Thursday 20 October 2011

Names

(From  Futility Closet)
In 1960, Cambridge graduate Ron Hall announced a discovery he called Hall’s Law: “For any sufficiently large group of people the average number of initials possessed by members of that group is a direct measure of the predominant social class of the group.”
Hall’s computer analysis of the English aristocracy found that dukes averaged four names apiece, marquesses 3.96, earls 3.92, barons 3.53, baronets 3.49, viscounts 3.41, and knights 3.06. As modern examples he named John Selwyn Brooke Lloyd and Hugh Todd Naylor Gaitskell; those from the past included Admiral the Honorable Reginald Aylmer Ranfurly Plunket-Ernle-Erle-Drax, a commodore of convoys during World War II, and Major Tollemache-Tollemache de Orellana Plantagenet Tollemache-Tollemache, who was killed in World War I.

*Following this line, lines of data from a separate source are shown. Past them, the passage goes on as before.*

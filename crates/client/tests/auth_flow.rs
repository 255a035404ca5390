//! Session lifecycle tests: login, logout, profile refresh.

mod support;

use axum::Router;
use axum::http::StatusCode;
use axum::response::Json;
use axum::routing::{get, post};
use serde_json::{Value, json};

use samovar_client::{ApiError, AuthService};
use samovar_core::Role;

use support::{StubServer, client_in, tempdir};

fn login_router() -> Router {
    Router::new().route(
        "/api/auth/login",
        post(|Json(body): Json<Value>| async move {
            if body["username"] == "morteza" && body["password"] == "hunter2" {
                (
                    StatusCode::OK,
                    Json(json!({
                        "access_token": "tok-1",
                        "token_type": "bearer",
                        "user": {
                            "id": 1,
                            "username": "morteza",
                            "full_name": "مرتضی احمدی",
                            "role": "admin"
                        }
                    })),
                )
            } else {
                (
                    StatusCode::UNAUTHORIZED,
                    Json(json!({"detail": "نام کاربری یا رمز عبور اشتباه است"})),
                )
            }
        }),
    )
}

#[tokio::test]
async fn login_success_creates_session() {
    let server = StubServer::start(login_router()).await;
    let dir = tempdir();
    let (api, session, _nav) = client_in(&dir, server.base_url.clone());
    let auth = AuthService::new(api);

    let created = auth.login("morteza", "hunter2").await.expect("login");
    assert_eq!(created.token, "tok-1");
    assert_eq!(created.user.role, Role::Admin);

    assert!(session.is_authenticated());
    assert_eq!(session.token().as_deref(), Some("tok-1"));
    let cached = session.user().expect("profile cached");
    assert_eq!(cached.role, Role::Admin);
    assert_eq!(cached.username, "morteza");
}

#[tokio::test]
async fn rejected_credentials_surface_as_session_expired() {
    // The server answers bad credentials with 401, which takes the same
    // path as any other authorization rejection.
    let server = StubServer::start(login_router()).await;
    let dir = tempdir();
    let (api, session, nav) = client_in(&dir, server.base_url.clone());
    let auth = AuthService::new(api);

    let err = auth
        .login("morteza", "wrong")
        .await
        .expect_err("bad credentials fail");
    assert!(matches!(err, ApiError::SessionExpired));
    assert!(!session.is_authenticated());
    assert_eq!(nav.redirect_count(), 1);
}

#[tokio::test]
async fn login_without_token_leaves_store_untouched() {
    let router = Router::new().route(
        "/api/auth/login",
        post(|| async {
            // Success status, but no access_token field at all.
            Json(json!({
                "user": {
                    "id": 1,
                    "username": "morteza",
                    "full_name": "مرتضی احمدی",
                    "role": "admin"
                }
            }))
        }),
    );
    let server = StubServer::start(router).await;
    let dir = tempdir();
    let (api, session, _nav) = client_in(&dir, server.base_url.clone());
    let auth = AuthService::new(api);

    let err = auth
        .login("morteza", "hunter2")
        .await
        .expect_err("missing token is rejected");
    assert!(matches!(err, ApiError::InvalidResponse(_)));

    // Idempotent failure: no partial session write.
    assert!(!session.is_authenticated());
    assert!(session.user().is_none());
}

#[tokio::test]
async fn login_with_empty_token_leaves_store_untouched() {
    let router = Router::new().route(
        "/api/auth/login",
        post(|| async {
            Json(json!({
                "access_token": "",
                "token_type": "bearer",
                "user": {
                    "id": 1,
                    "username": "morteza",
                    "full_name": "مرتضی احمدی",
                    "role": "admin"
                }
            }))
        }),
    );
    let server = StubServer::start(router).await;
    let dir = tempdir();
    let (api, session, _nav) = client_in(&dir, server.base_url.clone());
    let auth = AuthService::new(api);

    let err = auth
        .login("morteza", "hunter2")
        .await
        .expect_err("empty token is rejected");
    assert!(matches!(err, ApiError::InvalidResponse(_)));
    assert!(!session.is_authenticated());
    assert!(session.user().is_none());
}

#[tokio::test]
async fn refresh_overwrites_cached_profile() {
    let router = login_router().route(
        "/api/auth/me",
        get(|| async {
            Json(json!({
                "id": 1,
                "username": "morteza",
                "full_name": "مرتضی احمدی‌نژاد",
                "role": "admin",
                "is_active": true,
                "created_at": "2026-01-01T08:00:00",
                "last_login": "2026-08-07T09:15:00"
            }))
        }),
    );
    let server = StubServer::start(router).await;
    let dir = tempdir();
    let (api, session, _nav) = client_in(&dir, server.base_url.clone());
    let auth = AuthService::new(api);

    auth.login("morteza", "hunter2").await.expect("login");
    let refreshed = auth.refresh_profile().await.expect("refresh");
    assert_eq!(refreshed.full_name, "مرتضی احمدی‌نژاد");

    let cached = session.user().expect("profile cached");
    assert_eq!(cached.full_name, "مرتضی احمدی‌نژاد");
    // Token is untouched by a refresh.
    assert_eq!(session.token().as_deref(), Some("tok-1"));
}

#[tokio::test]
async fn refresh_failure_forces_logout_and_keeps_original_error() {
    let router = login_router().route(
        "/api/auth/me",
        get(|| async {
            (
                StatusCode::INTERNAL_SERVER_ERROR,
                Json(json!({"detail": "database is down"})),
            )
        }),
    );
    let server = StubServer::start(router).await;
    let dir = tempdir();
    let (api, session, nav) = client_in(&dir, server.base_url.clone());
    let auth = AuthService::new(api);

    auth.login("morteza", "hunter2").await.expect("login");
    assert!(session.is_authenticated());

    let err = auth
        .refresh_profile()
        .await
        .expect_err("refresh fails on 500");
    // The original error propagates, not a synthetic one.
    match &err {
        ApiError::RequestFailed { status, detail } => {
            assert_eq!(*status, StatusCode::INTERNAL_SERVER_ERROR);
            assert_eq!(detail.as_deref(), Some("database is down"));
        }
        other => panic!("expected RequestFailed, got {other:?}"),
    }

    // And the session is gone, with the redirect fired.
    assert!(!session.is_authenticated());
    assert!(session.user().is_none());
    assert!(nav.redirect_count() >= 1);
}

#[tokio::test]
async fn logout_with_no_session_still_succeeds() {
    let server = StubServer::start(Router::new()).await;
    let dir = tempdir();
    let (api, session, nav) = client_in(&dir, server.base_url.clone());
    let auth = AuthService::new(api);

    auth.logout();
    assert!(!session.is_authenticated());
    assert_eq!(nav.redirect_count(), 1);

    // And again: idempotent.
    auth.logout();
    assert!(!session.is_authenticated());
    assert_eq!(nav.redirect_count(), 2);
}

From across the sea, an American newspaper observed, “It would be interesting to know what the worthy major’s parents called him in his boyhood years.”.
With only three names, it would seem I fall below the status of Knight. But there are certain relations of mine whose parents seem to have delusions of grandeur. The poor blighters have been given five names despite merely being middle class and not at all ennobled...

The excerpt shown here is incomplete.